At the heart of West Virginia’s most famous cryptid lies a difficult question: How does a town build a thriving tourism industry around a legend rooted in real tragedy?
That question took center stage Feb. 12, at the Shepherdstown Opera House, where The Mothman Prophecies was screened followed by a discussion led by Dr. Benjamin Bankhurst, director of Shepherd University’s Center for Appalachian Studies and Communities, and Chris Rizer, executive director of Main Street Point Pleasant.
While the 2002 film leans into suspense and supernatural mystery, the conversation that followed focused less on glowing red eyes and more on economics, ethics and community memory.
“It’s not a pleasant story,” Bankhurst told the audience. “So why are we doing it, and how do we do it responsibly?”
The discussion examined how the Mothman legend has evolved from reported sightings in 1966 into a modern tourism engine for Point Pleasant, a town still marked by the Dec. 15, 1967, Silver Bridge collapse that killed 46 people.
According to Rizer, Mothman is no longer just folklore. It is, in his words, a “million-dollar industry.”
He estimated that about 270,000 visitors travel to Point Pleasant each year to see the Mothman Museum, take photos with the Mothman statue and attend the annual Mothman Festival. That traffic, he said, has helped generate approximately $30 million in downtown investment, with 15 buildings currently under renovation.
“All because 270,000 people a year are coming to see Mothman,” Rizer said.
Rizer explained that the investment includes private redevelopment of downtown buildings, new businesses and long-term renovation projects aimed at revitalizing the town’s historic Main Street. For a community that experienced decades of economic decline following the bridge collapse and subsequent traffic rerouting, tourism has become a key driver of renewal.
But the economic revival carries emotional weight.
The original Mothman sightings occurred near an abandoned munitions site north of Point Pleasant in 1966. Witnesses reported seeing a large winged figure with glowing eyes. About a year later, during rush hour just days before Christmas, the Silver Bridge collapsed into the Ohio River.
The tragedy devastated the town and left lasting scars.

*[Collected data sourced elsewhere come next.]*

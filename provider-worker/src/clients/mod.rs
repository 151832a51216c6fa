//! The services the pipeline delegates to: log parsing, provider resolution
//! and provider geolocation. The log loader also parses find-providers logs. The pipeline only sees the traits; the HTTP
//! implementations talk to the parser and find-providers services.
use std::time;

use async_trait::async_trait;
use provider_common::model::{LogEntry, LookupResult, Provider, ProvidersLog};
use serde::Deserialize;

use crate::error::{EnrichmentError, ParseError, ResolutionError};

mod parser;
mod resolver;

pub use parser::HttpParser;
pub use resolver::HttpResolver;

#[async_trait]
pub trait EntryParser: Send + Sync {
    async fn parse_entry(&self, raw: &str) -> Result<LogEntry, ParseError>;
}

#[async_trait]
pub trait ProvidersLogParser: Send + Sync {
    async fn parse_providers_log(&self, raw: &str) -> Result<ProvidersLog, ParseError>;
}

/// Resolves which peers hold a cid. Must be callable concurrently.
#[async_trait]
pub trait ProviderResolver: Send + Sync {
    async fn find_providers(
        &self,
        cid: &str,
        timeout: Option<time::Duration>,
    ) -> Result<LookupResult, ResolutionError>;
}

/// Attaches locations to providers.
#[async_trait]
pub trait ProviderLocator: Send + Sync {
    async fn locate(&self, providers: Vec<Provider>) -> Result<Vec<Provider>, EnrichmentError>;
}

/// Build the HTTP client shared by every service client.
///
/// `request_timeout` bounds every request. Provider lookups override it with
/// their own, longer, timeout.
pub fn build_http_client(request_timeout: time::Duration) -> reqwest::Result<reqwest::Client> {
    reqwest::Client::builder()
        .user_agent("Provider Worker")
        .timeout(request_timeout)
        .build()
}

/// Error body returned by the services on non-2xx responses.
#[derive(Deserialize, Default)]
struct ServiceError {
    #[serde(default)]
    error: String,
}

impl ServiceError {
    fn from_body(body: &str) -> String {
        serde_json::from_str::<ServiceError>(body)
            .map(|e| e.error)
            .unwrap_or_else(|_| body.trim().to_owned())
    }
}

fn endpoint(base: &str, path: &str) -> String {
    format!("{}/{}", base.trim_end_matches('/'), path)
}
pub mod admission;
pub mod cache;
pub mod clients;
pub mod config;
pub mod correlator;
pub mod error;
pub mod loader;
pub mod pipeline;
pub mod sinks;
pub mod source;
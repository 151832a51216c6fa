pub mod health;
pub mod metrics;
pub mod model;
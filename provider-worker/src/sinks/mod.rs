use std::sync::Arc;

use async_trait::async_trait;
use chrono::{DateTime, Utc};
use eyre::WrapErr;
use provider_common::model::{LogEntry, Provider};

use crate::config::{Config, SinkKind};
use crate::correlator::RequestId;
use crate::error::PersistenceError;

mod influx;
mod postgres;
mod print;

pub use influx::InfluxGateway;
pub use postgres::PostgresGateway;
pub use print::PrintGateway;

/// A geolocated resolution ready to be written.
#[derive(Debug, Clone)]
pub struct ResolutionRecord {
    pub cid: String,
    pub requested_at: DateTime<Utc>,
    pub dispatched_at: DateTime<Utc>,
    pub completed_at: DateTime<Utc>,
    /// Time the resolution service spent looking up providers.
    pub lookup_duration: std::time::Duration,
    pub providers: Vec<Provider>,
}

/// Where entries and resolutions end up. One implementation per backend,
/// chosen at startup.
///
/// The pipeline fires writes and forgets them: an error is logged and counted
/// by the caller, and never retried.
#[async_trait]
pub trait PersistenceGateway: Send + Sync {
    async fn write_entry(
        &self,
        entry: &LogEntry,
        request_id: &RequestId,
    ) -> Result<(), PersistenceError>;

    async fn write_resolution(&self, record: &ResolutionRecord) -> Result<(), PersistenceError>;
}

/// Build the gateway selected by `SINK`. Postgres migrations run here.
pub async fn build_gateway(
    config: &Config,
    client: reqwest::Client,
) -> eyre::Result<Arc<dyn PersistenceGateway>> {
    let gateway: Arc<dyn PersistenceGateway> = match config.sink {
        SinkKind::Postgres => {
            let gateway = PostgresGateway::new(&config.database_url, config.max_pg_connections)
                .wrap_err("failed to create postgres pool")?;
            gateway
                .migrate()
                .await
                .wrap_err("failed to run database migrations")?;
            Arc::new(gateway)
        }
        SinkKind::Influx => Arc::new(
            InfluxGateway::new(client, &config.influx).wrap_err("invalid influx url")?,
        ),
        SinkKind::Print => Arc::new(PrintGateway {}),
    };

    Ok(gateway)
}

/// `None` for empty strings: the gateway leaves unset fields empty.
fn non_empty(s: &str) -> Option<&str> {
    (!s.is_empty()).then_some(s)
}

/// Parse a numeric field, treating empty or malformed values as missing.
fn parse_number<T: std::str::FromStr>(s: &str) -> Option<T> {
    non_empty(s.trim()).and_then(|s| s.parse().ok())
}

#[cfg(test)]
mod tests {
    use super::*;

    #[test]
    fn test_non_empty() {
        assert_eq!(non_empty(""), None);
        assert_eq!(non_empty("EU"), Some("EU"));
    }

    #[test]
    fn test_parse_number() {
        assert_eq!(parse_number::<i32>("3243"), Some(3243));
        assert_eq!(parse_number::<i32>(""), None);
        assert_eq!(parse_number::<i32>("AS3243"), None);
        assert_eq!(parse_number::<f64>("38.7"), Some(38.7));
        assert_eq!(parse_number::<f64>(" 0.5 "), Some(0.5));
    }
}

Many current residents still have personal connections to the 46 people who died.
“Not everyone in town was happy about it,” Rizer said of the rise of Mothman tourism. “This was all still a little too fresh for everybody.”
When the Mothman statue was installed in 2003 and the annual festival gained traction, some residents objected to tying the town’s identity to a legend associated in the public imagination with the bridge disaster. Churches criticized early promotional efforts, and families connected to the collapse expressed concern about commercialization.
That tension formed the core of the Opera House discussion.
Bankhurst described the issue as a form of dark tourism, in which visitors are drawn to sites associated with tragedy or mystery. He said communities must carefully balance economic opportunity with historical integrity.
“How do you reap the benefits of this fascination,” he asked, “while also respecting the families who lost loved ones during that tragedy?”
Rizer outlined how Point Pleasant attempts to maintain that balance.
He said tourism messaging intentionally avoids directly linking Mothman to the Silver Bridge collapse. The Mothman Museum focuses on eyewitness accounts, media coverage and pop culture interpretations of the legend. Visitors interested in learning more about the engineering failure and the victims are directed across the street to the Point Pleasant River Museum, which houses artifacts, reports and memorial exhibits dedicated to the collapse.
Every year on Dec. 15, the town holds a public memorial ceremony. The names of the 46 victims are read aloud, and bells are rung in remembrance.
“We make it a point that we commemorate the collapse,” Rizer said, “even though Mothman is our main attraction.”
Bankhurst also placed the discussion within a broader state context. West Virginia has made tourism a priority in recent years, particularly as nearby metropolitan areas such as Washington, D.C., and Pittsburgh continue to grow. Interest in Appalachian folklore has expanded beyond local audiences, with cryptids such as Mothman becoming symbols of regional identity.
“Mothman in particular has become kind of a stamp of West Virginia identity,” Bankhurst said.
The film may have drawn viewers in with mystery, but the discussion grounded the legend in reality. Behind the statue, the festival and the museum stands a community still negotiating how its story is told, and how it honors the past while building its future.